A too-short first draft is something that can be addressed during revisions—but you’ve got to have a complete draft first. 

5. “Agents and editors really hate NaNoWriMo because in December they get flooded with terrible 50K-word manuscripts!” 

I’ll grant that the previous arguments had some valid points. This one is just silly and kind of mean, if you ask me. “You don’t want agents and publishers to think you’re stupid like all those other NaNo wannabes, do you?” 

NaNoWriMo organizers outright tell you to leave your novel alone for at least a couple of weeks before you start editing, and to never, ever submit your Draft Zero anywhere. I back up my NaNo draft one last time on November 30 and then don’t even look at it until after the new year. 

As for agents and publishers complaining about getting sub-par NaNoWriMo manuscripts, well. That reminds me of the cab drivers I sometimes got in DC who bitched about how much they hated driving in traffic. Getting unpublishable manuscripts in the slush pile strikes me as an occupational hazard for anyone whose job involves receiving manuscripts for review. 

And if someone gets overenthusiastic and wings their NaNoWriMo Draft Zero off to agents and publishers—or slaps it into an eBook and puts it up for sale—on December 1, so what? Then they’re gonna get an obviously-needed lesson in not sending their stuff out before it’s been thoroughly revised and truly ready to query. It’s a tough business, dude. 

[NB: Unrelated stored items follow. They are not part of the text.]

//! Carrier modulation schemes
//!
//! Each scheme keys a sinusoidal carrier with a bit sequence. ASK, FSK, and PSK key one carrier
//! parameter per bit; QAM maps groups of bits to constellation points and mixes the in-phase and
//! quadrature components.

use std::f64::consts::{PI, TAU};

use serde::{Deserialize, Serialize};

use crate::encoding::samples_per_interval;
use crate::math::index_to_f64;
use crate::{Bit, Error, Waveform};

/// Enumeration of carrier modulation schemes
#[derive(Clone, Eq, PartialEq, Debug, Copy, Deserialize, Serialize)]
pub enum ModulationKind {
    /// Amplitude-shift keying
    Ask,
    /// Frequency-shift keying
    Fsk,
    /// Phase-shift keying
    Psk,
    /// Quadrature amplitude modulation
    Qam,
}

impl std::fmt::Display for ModulationKind {
    fn fmt(&self, f: &mut std::fmt::Formatter<'_>) -> std::fmt::Result {
        match self {
            Self::Ask => write!(f, "ASK"),
            Self::Fsk => write!(f, "FSK"),
            Self::Psk => write!(f, "PSK"),
            Self::Qam => write!(f, "QAM"),
        }
    }
}

/// Point in the I/Q plane
#[derive(Clone, PartialEq, Debug, Copy, Deserialize, Serialize)]
pub struct IqPoint {
    /// In-phase component
    pub i: f64,
    /// Quadrature component
    pub q: f64,
}

impl IqPoint {
    /// Returns the point with the given components.
    #[must_use]
    pub fn new(i: f64, q: f64) -> Self {
        Self { i, q }
    }
}

/// Carrier and keying parameters shared by all modulation schemes
///
/// The defaults reproduce the conventional textbook settings: a unit-amplitude 10 Hz carrier,
/// ASK levels of 0.2 and 1.0, FSK frequencies symmetric about the carrier, antipodal PSK phases,
/// and a 4-point square constellation.
#[derive(Clone, PartialEq, Debug, Deserialize, Serialize)]
pub struct ModulationParams {
    /// Carrier frequency (Hz)
    pub carrier_freq: f64,
    /// Carrier amplitude
    pub amplitude: f64,
    /// Carrier phase offset (radians)
    pub phase: f64,
    /// ASK amplitude keyed by a `Zero` bit
    pub ask_amplitude0: f64,
    /// ASK amplitude keyed by a `One` bit
    pub ask_amplitude1: f64,
    /// FSK frequency keyed by a `Zero` bit (Hz)
    pub fsk_freq0: f64,
    /// FSK frequency keyed by a `One` bit (Hz)
    pub fsk_freq1: f64,
    /// PSK phase keyed by a `Zero` bit (radians)
    pub psk_phase0: f64,
    /// PSK phase keyed by a `One` bit (radians)
    pub psk_phase1: f64,
    /// QAM constellation; the length must be a power of two, at least 2
    pub constellation: Vec<IqPoint>,
}

impl Default for ModulationParams {
    fn default() -> Self {
        Self {
            carrier_freq: 10.0,
            amplitude: 1.0,
            phase: 0.0,
            ask_amplitude0: 0.2,
            ask_amplitude1: 1.0,
            fsk_freq0: 8.0,
            fsk_freq1: 12.0,
            psk_phase0: PI,
            psk_phase1: 0.0,
            constellation: default_constellation(),
        }
    }
}

/// Returns the default 4-point square constellation.
#[must_use]
pub fn default_constellation() -> Vec<IqPoint> {
    vec![
        IqPoint::new(-1.0, -1.0),
        IqPoint::new(-1.0, 1.0),
        IqPoint::new(1.0, -1.0),
        IqPoint::new(1.0, 1.0),
    ]
}

/// Checks that a constellation has a power-of-two size of at least 2.
pub(crate) fn check_constellation(constellation: &[IqPoint]) -> Result<(), Error> {
    let size = constellation.len();
    if size < 2 || !size.is_power_of_two() {
        return Err(Error::InvalidArgument(format!(
            "Constellation size must be a power of two, at least 2 (found {size})"
        )));
    }
    Ok(())
}

/// Returns the modulated waveform for a bit sequence.
///
/// # Parameters
///
/// - `bits`: Bits to modulate. An empty sequence yields an empty waveform. For QAM, a trailing
///   group short of a full symbol is padded with `Zero` bits.
///
/// - `kind`: Modulation scheme to apply.
///
/// - `params`: Carrier and keying parameters.
///
/// - `bit_duration`: Signaling interval per bit (seconds).
///
/// - `sample_rate`: Sampling rate (Hz).
///
/// # Errors
///
/// Returns an error if `bit_duration` or `sample_rate` is not positive, if a signaling interval
/// spans zero samples, or if the QAM constellation size is not a power of two of at least 2.
///
/// # Examples
///
/// ```
/// use commsim::{modulate, Bit, ModulationKind, ModulationParams};
///
/// let params = ModulationParams::default();
/// let waveform = modulate(&[Bit::One], ModulationKind::Ask, &params, 1.0, 100.0)?;
/// assert_eq!(waveform.len(), 100);
/// # Ok::<(), Box<dyn std::error::Error>>(())
/// ```
pub fn modulate(
    bits: &[Bit],
    kind: ModulationKind,
    params: &ModulationParams,
    bit_duration: f64,
    sample_rate: f64,
) -> Result<Waveform, Error> {
    match kind {
        ModulationKind::Ask => keyed_carrier(bits, bit_duration, sample_rate, |bit, t| {
            let amplitude = match bit {
                Bit::Zero => params.ask_amplitude0,
                Bit::One => params.ask_amplitude1,
            };
            amplitude * (TAU * params.carrier_freq * t + params.phase).cos()
        }),
        ModulationKind::Fsk => keyed_carrier(bits, bit_duration, sample_rate, |bit, t| {
            let freq = match bit {
                Bit::Zero => params.fsk_freq0,
                Bit::One => params.fsk_freq1,
            };
            params.amplitude * (TAU * freq * t + params.phase).cos()
        }),
        ModulationKind::Psk => keyed_carrier(bits, bit_duration, sample_rate, |bit, t| {
            let keyed_phase = match bit {
                Bit::Zero => params.psk_phase0,
                Bit::One => params.psk_phase1,
            };
            params.amplitude * (TAU * params.carrier_freq * t + params.phase + keyed_phase).cos()
        }),
        ModulationKind::Qam => modulate_qam(bits, params, bit_duration, sample_rate),
    }
}

/// Returns a waveform whose carrier is keyed bitwise by the given sample function.
fn keyed_carrier(
    bits: &[Bit],
    bit_duration: f64,
    sample_rate: f64,
    sample_fn: impl Fn(Bit, f64) -> f64,
) -> Result<Waveform, Error> {
    let spb = samples_per_interval(bit_duration, sample_rate)?;
    let mut time = Vec::with_capacity(bits.len() * spb);
    let mut amplitude = Vec::with_capacity(bits.len() * spb);
    for (bit_index, &bit) in bits.iter().enumerate() {
        for sample_index in 0 .. spb {
            let t = index_to_f64(bit_index * spb + sample_index) / sample_rate;
            time.push(t);
            amplitude.push(sample_fn(bit, t));
        }
    }
    Ok(Waveform::from_parts(time, amplitude))
}

/// Returns the QAM waveform. Each symbol spans `log2(constellation size)` bit intervals, with the
/// bits of a group read most-significant first as the constellation index.
#[allow(clippy::cast_possible_truncation)]
fn modulate_qam(
    bits: &[Bit],
    params: &ModulationParams,
    bit_duration: f64,
    sample_rate: f64,
) -> Result<Waveform, Error> {
    check_constellation(&params.constellation)?;
    let bits_per_symbol = params.constellation.len().ilog2() as usize;
    let symbol_duration = index_to_f64(bits_per_symbol) * bit_duration;
    let sps = samples_per_interval(symbol_duration, sample_rate)?;
    let num_symbols = bits.len().div_ceil(bits_per_symbol);
    let mut time = Vec::with_capacity(num_symbols * sps);
    let mut amplitude = Vec::with_capacity(num_symbols * sps);
    for symbol_index in 0 .. num_symbols {
        let mut point_index = 0usize;
        for bit_offset in 0 .. bits_per_symbol {
            // Trailing groups are padded with Zero bits
            let bit = bits
                .get(symbol_index * bits_per_symbol + bit_offset)
                .copied()
                .unwrap_or(Bit::Zero);
            point_index = (point_index << 1) | bit as usize;
        }
        let point = params.constellation[point_index];
        for sample_index in 0 .. sps {
            let t = index_to_f64(symbol_index * sps + sample_index) / sample_rate;
            let carrier_angle = TAU * params.carrier_freq * t + params.phase;
            time.push(t);
            amplitude.push(point.i * carrier_angle.cos() + point.q * carrier_angle.sin());
        }
    }
    Ok(Waveform::from_parts(time, amplitude))
}
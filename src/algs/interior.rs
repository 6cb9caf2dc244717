//! Interior-vertex filter.
//!
//! First stage of the pipeline: restrict the vertex set to those strictly
//! inside the open clipping window. Vertices produced by clipping lie on
//! the window boundary and are excluded along with anything outside it.

use crate::diagram::bounds::BoundingBox;
use crate::diagram::point::VertexId;

/// Returns the 1-based identifiers of all vertices strictly inside `bounds`,
/// in ascending order.
///
/// `positions[i]` is the coordinate pair of vertex `i + 1`. Non-finite
/// coordinates never satisfy the strict comparisons, so vertices at infinity
/// (a common encoding for unbounded ray endpoints) drop out here without
/// special casing.
///
/// # Panics
/// Identifiers are `u32`-sized: panics if a vertex at array position
/// `u32::MAX` or beyond lands inside `bounds`.
///
/// # Complexity
/// O(len(positions)), one comparison pass per vertex.
///
/// # Determinism
/// Output order follows input order; equal inputs give equal outputs.
pub fn interior_vertices(positions: &[[f64; 2]], bounds: BoundingBox) -> Vec<VertexId> {
    positions
        .iter()
        .enumerate()
        .filter(|(_, p)| bounds.contains(**p))
        .map(|(i, _)| VertexId::from_index(i))
        .collect()
}

#[cfg(test)]
mod tests {
    use super::*;

    fn bounds() -> BoundingBox {
        BoundingBox::new(0.0, 10.0).unwrap()
    }

    #[test]
    fn keeps_strict_interior_in_order() {
        let positions = [[0.0, 0.0], [5.0, 5.0], [-1.0, -1.0], [3.0, 3.0]];
        let kept = interior_vertices(&positions, bounds());
        let raw: Vec<u32> = kept.iter().map(|v| v.get()).collect();
        assert_eq!(raw, vec![2, 4]);
    }

    #[test]
    fn boundary_points_are_excluded() {
        let positions = [[0.0, 5.0], [10.0, 5.0], [5.0, 0.0], [5.0, 10.0], [5.0, 5.0]];
        let kept = interior_vertices(&positions, bounds());
        assert_eq!(kept.len(), 1);
        assert_eq!(kept[0].get(), 5);
    }

    #[test]
    fn ray_endpoints_at_infinity_drop_out() {
        let positions = [[f64::INFINITY, 5.0], [5.0, f64::NEG_INFINITY], [f64::NAN, 5.0]];
        assert!(interior_vertices(&positions, bounds()).is_empty());
    }

    #[test]
    fn empty_input_gives_empty_output() {
        assert!(interior_vertices(&[], bounds()).is_empty());
    }
}
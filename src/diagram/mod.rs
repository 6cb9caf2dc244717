//! Input-side model of a computed Voronoi diagram: identifier newtypes,
//! the open clipping window, and per-site membership lists.

pub mod bounds;
pub mod cells;
pub mod point;

pub use bounds::BoundingBox;
pub use cells::SiteCells;
pub use point::{SiteId, VertexId};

Again, I certainly don’t expect everyone to embrace NaNoWriMo the way I have. Writing is an intensely personal thing, and everyone has different methods that work for them. 

But I just don’t get writers who are anti-NaNoWriMo to the point that they want to dissuade other people from even trying it. I disagree that it’s no way to learn how to write a novel; it was exactly the way I needed. I took a few tries to write a publishable novel, but I’m still in pretty good company. Most writers have at least one or two “trunked” early efforts in their past. 

So I’m telling you: Pay no attention to the naysayers behind the curtain. If NaNoWriMo sounds intriguing to you, then go for it. You’ve got nothing to lose except your status of “Always wanted to write a novel, but never has.”